_What the task asks_
From the data that follows, copy every line holding the string "instant".

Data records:

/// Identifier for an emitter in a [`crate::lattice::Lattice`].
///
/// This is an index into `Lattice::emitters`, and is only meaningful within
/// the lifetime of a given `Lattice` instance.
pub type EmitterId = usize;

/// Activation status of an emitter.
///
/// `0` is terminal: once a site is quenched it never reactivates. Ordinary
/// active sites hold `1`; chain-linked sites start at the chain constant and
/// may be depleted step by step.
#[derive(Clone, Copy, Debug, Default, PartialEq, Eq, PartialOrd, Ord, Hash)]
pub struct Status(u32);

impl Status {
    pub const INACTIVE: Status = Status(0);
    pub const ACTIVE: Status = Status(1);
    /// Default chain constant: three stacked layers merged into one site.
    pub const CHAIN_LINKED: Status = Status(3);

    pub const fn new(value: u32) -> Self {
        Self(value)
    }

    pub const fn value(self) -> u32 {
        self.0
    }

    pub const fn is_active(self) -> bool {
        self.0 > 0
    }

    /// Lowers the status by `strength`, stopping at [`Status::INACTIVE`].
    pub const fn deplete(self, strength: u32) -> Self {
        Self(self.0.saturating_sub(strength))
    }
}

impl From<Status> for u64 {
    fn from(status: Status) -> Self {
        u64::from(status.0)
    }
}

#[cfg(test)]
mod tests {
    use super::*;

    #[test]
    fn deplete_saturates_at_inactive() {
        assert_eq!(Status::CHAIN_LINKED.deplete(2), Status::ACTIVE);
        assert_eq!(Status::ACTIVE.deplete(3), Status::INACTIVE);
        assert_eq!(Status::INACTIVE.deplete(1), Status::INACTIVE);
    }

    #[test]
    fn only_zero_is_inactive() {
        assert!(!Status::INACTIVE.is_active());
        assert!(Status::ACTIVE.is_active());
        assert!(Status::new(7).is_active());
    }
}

==

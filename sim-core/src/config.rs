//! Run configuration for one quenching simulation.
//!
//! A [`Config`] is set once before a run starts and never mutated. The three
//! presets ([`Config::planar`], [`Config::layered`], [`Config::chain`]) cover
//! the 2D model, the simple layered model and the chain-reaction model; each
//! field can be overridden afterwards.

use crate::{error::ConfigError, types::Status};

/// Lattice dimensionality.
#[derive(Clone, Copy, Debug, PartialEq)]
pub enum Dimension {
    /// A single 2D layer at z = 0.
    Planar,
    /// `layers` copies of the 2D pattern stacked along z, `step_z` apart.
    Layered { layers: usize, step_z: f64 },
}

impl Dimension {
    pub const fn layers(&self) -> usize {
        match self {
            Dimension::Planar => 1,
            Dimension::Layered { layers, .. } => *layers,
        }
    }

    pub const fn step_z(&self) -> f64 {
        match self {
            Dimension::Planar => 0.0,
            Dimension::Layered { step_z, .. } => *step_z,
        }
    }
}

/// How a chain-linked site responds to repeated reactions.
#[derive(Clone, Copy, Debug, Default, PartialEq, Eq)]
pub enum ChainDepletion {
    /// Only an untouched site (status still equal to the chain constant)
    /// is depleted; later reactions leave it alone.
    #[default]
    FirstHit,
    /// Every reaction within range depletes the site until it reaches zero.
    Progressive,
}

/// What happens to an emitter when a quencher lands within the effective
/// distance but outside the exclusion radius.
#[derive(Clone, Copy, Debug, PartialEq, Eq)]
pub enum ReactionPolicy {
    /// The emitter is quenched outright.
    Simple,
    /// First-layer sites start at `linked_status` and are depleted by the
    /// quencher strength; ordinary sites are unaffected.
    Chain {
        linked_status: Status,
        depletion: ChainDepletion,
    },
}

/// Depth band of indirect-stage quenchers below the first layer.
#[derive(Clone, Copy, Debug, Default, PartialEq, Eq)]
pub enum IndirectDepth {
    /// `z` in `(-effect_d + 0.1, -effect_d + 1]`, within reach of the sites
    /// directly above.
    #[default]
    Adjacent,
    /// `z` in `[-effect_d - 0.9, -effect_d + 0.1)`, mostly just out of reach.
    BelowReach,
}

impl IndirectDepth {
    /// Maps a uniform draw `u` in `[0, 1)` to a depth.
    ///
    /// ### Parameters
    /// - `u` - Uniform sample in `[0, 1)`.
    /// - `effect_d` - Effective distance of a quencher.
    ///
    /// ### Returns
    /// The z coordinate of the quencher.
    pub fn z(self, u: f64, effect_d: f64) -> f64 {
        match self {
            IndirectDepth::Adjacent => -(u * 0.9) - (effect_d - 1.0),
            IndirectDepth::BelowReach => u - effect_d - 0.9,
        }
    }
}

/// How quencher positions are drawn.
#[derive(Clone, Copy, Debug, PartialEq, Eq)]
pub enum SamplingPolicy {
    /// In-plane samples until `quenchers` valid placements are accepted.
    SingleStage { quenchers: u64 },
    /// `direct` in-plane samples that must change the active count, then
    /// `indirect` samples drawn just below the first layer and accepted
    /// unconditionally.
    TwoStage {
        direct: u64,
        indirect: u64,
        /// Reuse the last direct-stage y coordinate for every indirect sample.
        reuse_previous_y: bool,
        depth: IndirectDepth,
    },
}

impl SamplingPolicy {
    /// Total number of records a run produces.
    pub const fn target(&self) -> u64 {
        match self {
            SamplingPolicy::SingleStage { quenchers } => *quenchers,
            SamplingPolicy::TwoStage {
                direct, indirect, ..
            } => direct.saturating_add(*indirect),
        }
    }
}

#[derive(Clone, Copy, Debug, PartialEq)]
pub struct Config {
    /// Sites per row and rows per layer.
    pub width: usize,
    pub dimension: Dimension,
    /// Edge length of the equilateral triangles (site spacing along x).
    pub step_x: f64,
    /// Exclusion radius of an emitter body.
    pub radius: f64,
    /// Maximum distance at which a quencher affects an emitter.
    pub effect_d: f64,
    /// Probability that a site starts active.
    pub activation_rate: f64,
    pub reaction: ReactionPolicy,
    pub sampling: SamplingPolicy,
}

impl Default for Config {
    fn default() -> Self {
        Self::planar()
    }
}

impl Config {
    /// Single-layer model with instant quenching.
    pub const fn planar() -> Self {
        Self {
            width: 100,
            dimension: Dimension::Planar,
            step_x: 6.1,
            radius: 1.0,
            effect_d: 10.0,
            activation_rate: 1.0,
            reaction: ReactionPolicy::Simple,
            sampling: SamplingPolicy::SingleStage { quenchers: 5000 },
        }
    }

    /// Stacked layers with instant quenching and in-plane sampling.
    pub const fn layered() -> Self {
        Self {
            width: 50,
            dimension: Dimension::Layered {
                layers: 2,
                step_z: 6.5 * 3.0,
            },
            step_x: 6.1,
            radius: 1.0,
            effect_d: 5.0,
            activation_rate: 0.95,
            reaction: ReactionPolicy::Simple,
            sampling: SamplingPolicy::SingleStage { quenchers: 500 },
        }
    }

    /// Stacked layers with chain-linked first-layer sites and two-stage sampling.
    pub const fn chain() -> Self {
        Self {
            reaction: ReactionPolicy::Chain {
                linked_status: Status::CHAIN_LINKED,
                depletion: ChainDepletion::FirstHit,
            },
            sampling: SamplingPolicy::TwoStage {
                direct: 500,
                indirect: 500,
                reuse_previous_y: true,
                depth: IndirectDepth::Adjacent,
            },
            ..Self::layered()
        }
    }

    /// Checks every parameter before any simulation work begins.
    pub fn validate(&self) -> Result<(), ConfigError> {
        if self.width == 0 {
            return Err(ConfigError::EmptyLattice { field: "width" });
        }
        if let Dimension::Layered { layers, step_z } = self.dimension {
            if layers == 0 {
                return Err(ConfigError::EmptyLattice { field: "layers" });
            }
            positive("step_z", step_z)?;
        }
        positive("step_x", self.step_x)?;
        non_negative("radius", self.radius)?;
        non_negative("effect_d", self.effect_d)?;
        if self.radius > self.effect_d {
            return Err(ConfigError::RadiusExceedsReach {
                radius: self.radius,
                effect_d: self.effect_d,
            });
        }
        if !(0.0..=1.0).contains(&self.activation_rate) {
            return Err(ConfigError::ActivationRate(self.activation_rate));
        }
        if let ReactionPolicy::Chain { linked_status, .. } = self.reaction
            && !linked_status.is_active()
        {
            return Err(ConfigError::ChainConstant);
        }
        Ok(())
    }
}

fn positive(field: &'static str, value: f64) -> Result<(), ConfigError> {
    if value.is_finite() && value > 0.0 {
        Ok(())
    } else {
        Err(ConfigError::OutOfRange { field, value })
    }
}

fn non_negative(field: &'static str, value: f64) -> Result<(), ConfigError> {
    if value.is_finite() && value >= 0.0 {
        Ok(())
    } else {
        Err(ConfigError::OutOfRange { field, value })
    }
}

* * *

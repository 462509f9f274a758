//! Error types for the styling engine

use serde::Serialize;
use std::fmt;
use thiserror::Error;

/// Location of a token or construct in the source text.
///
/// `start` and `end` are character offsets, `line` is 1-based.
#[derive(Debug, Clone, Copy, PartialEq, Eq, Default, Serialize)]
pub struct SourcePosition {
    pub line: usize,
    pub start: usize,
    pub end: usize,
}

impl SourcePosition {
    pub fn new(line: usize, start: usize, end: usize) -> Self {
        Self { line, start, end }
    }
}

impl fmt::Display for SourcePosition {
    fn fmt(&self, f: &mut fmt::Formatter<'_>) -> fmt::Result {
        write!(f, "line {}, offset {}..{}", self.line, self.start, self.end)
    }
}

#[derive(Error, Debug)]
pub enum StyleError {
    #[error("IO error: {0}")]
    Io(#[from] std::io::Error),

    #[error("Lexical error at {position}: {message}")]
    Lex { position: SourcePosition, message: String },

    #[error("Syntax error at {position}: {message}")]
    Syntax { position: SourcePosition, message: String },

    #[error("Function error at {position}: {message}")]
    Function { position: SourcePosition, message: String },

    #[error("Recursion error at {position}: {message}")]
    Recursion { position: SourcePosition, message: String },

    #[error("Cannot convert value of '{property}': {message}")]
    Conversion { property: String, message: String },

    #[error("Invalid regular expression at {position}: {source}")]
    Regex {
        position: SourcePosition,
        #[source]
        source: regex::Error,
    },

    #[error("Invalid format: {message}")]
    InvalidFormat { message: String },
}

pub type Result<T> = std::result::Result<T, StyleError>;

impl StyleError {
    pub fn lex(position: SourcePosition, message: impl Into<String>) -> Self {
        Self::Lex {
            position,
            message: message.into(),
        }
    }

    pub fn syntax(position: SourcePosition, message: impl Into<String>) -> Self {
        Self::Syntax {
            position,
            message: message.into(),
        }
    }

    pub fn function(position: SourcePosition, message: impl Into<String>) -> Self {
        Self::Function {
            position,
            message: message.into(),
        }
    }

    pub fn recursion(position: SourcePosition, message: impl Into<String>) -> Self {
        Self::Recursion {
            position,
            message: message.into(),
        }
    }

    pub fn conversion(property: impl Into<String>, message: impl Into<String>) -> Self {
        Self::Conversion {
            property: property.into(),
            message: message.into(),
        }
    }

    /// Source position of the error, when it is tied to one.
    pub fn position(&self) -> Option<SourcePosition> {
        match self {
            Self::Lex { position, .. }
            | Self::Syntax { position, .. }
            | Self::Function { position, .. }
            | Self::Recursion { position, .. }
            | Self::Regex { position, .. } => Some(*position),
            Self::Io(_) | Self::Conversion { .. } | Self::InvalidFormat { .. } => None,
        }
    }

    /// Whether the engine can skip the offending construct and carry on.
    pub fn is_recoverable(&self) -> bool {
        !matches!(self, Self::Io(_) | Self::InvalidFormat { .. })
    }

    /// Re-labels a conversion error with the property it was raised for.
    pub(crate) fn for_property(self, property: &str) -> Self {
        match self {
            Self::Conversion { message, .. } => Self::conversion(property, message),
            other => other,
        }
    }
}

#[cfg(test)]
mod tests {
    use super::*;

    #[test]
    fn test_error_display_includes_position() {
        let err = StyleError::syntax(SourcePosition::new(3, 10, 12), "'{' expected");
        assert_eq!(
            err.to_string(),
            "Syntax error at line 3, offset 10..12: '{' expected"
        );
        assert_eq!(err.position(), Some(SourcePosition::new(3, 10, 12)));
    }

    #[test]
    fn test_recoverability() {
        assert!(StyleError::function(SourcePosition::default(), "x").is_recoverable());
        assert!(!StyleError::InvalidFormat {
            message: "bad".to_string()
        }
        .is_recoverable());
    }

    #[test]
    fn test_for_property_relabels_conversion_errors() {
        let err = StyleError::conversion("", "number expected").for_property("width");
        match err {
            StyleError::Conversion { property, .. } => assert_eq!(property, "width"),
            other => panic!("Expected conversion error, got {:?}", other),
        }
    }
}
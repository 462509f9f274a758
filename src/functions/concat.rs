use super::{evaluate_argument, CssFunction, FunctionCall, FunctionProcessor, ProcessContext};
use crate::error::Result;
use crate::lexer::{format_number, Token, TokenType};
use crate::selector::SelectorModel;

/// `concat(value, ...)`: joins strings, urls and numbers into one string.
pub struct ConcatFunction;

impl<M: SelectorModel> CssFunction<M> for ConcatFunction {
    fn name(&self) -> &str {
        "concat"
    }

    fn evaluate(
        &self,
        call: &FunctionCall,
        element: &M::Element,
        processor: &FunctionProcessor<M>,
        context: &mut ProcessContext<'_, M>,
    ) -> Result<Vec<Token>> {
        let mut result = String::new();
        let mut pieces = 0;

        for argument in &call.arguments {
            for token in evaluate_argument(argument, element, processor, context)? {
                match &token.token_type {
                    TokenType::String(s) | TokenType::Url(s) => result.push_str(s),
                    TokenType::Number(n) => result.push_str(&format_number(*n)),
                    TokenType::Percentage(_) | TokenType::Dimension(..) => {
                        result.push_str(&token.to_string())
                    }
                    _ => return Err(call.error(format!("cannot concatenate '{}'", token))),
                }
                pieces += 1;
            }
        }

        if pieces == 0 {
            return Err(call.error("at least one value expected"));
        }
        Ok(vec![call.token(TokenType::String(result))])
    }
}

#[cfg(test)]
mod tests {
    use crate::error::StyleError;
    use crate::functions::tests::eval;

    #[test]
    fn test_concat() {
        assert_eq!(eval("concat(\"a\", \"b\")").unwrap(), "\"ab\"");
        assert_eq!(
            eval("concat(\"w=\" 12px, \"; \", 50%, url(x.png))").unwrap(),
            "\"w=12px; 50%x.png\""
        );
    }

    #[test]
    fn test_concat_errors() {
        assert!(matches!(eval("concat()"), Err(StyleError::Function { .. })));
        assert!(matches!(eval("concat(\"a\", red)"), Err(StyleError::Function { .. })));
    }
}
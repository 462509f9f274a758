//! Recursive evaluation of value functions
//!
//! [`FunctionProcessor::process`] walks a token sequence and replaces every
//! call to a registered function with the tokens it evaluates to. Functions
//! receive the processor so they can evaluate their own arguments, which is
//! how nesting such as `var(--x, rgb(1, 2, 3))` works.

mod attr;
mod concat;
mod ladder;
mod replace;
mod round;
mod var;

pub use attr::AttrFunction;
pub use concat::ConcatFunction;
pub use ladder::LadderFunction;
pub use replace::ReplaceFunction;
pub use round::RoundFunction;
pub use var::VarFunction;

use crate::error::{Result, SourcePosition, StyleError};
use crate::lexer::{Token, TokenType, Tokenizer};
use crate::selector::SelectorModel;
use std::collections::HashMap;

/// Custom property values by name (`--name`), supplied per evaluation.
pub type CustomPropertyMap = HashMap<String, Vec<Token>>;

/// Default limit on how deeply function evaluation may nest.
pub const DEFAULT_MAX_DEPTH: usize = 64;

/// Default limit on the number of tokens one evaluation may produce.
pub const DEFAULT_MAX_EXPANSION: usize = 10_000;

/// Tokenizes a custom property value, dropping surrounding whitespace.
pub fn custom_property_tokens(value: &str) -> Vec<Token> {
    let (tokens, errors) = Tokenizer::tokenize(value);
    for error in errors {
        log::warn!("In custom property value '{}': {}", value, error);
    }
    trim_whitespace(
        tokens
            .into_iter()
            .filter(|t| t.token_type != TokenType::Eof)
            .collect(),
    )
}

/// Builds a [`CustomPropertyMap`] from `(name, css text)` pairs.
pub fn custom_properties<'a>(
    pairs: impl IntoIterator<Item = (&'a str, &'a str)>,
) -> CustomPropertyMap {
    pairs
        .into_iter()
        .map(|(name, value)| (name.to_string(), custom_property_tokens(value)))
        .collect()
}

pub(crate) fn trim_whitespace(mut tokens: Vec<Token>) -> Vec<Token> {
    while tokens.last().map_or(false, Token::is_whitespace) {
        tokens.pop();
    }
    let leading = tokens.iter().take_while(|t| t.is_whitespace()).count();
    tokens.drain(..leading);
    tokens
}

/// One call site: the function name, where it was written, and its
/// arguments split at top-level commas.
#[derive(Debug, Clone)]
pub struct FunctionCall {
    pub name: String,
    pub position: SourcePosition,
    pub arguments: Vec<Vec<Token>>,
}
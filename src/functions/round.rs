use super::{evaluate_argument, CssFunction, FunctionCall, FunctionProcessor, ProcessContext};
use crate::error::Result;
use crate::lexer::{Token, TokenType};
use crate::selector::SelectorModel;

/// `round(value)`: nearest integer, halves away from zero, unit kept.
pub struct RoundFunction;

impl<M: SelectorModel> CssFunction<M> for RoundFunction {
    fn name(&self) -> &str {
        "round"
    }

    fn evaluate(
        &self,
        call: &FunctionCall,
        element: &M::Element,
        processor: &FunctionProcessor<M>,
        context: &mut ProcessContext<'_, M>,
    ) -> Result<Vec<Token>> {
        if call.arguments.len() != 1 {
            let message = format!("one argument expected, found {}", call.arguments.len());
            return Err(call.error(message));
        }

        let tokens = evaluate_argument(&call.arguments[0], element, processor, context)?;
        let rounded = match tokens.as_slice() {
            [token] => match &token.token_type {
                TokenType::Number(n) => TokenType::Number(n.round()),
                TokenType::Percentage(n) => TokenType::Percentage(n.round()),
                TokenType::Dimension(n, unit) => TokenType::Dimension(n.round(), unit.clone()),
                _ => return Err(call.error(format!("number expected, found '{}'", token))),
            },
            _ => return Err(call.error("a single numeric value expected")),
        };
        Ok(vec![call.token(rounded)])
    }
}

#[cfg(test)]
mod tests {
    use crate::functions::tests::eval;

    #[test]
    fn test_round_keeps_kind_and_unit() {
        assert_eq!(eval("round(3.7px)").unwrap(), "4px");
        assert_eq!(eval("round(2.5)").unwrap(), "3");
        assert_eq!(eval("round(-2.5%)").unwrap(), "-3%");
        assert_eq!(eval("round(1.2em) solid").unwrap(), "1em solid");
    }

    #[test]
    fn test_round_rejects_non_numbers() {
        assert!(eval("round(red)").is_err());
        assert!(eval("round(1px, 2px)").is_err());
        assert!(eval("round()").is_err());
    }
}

_Solution to this task_
    /// Single-layer model with instant quenching.
    /// Stacked layers with instant quenching and in-plane sampling.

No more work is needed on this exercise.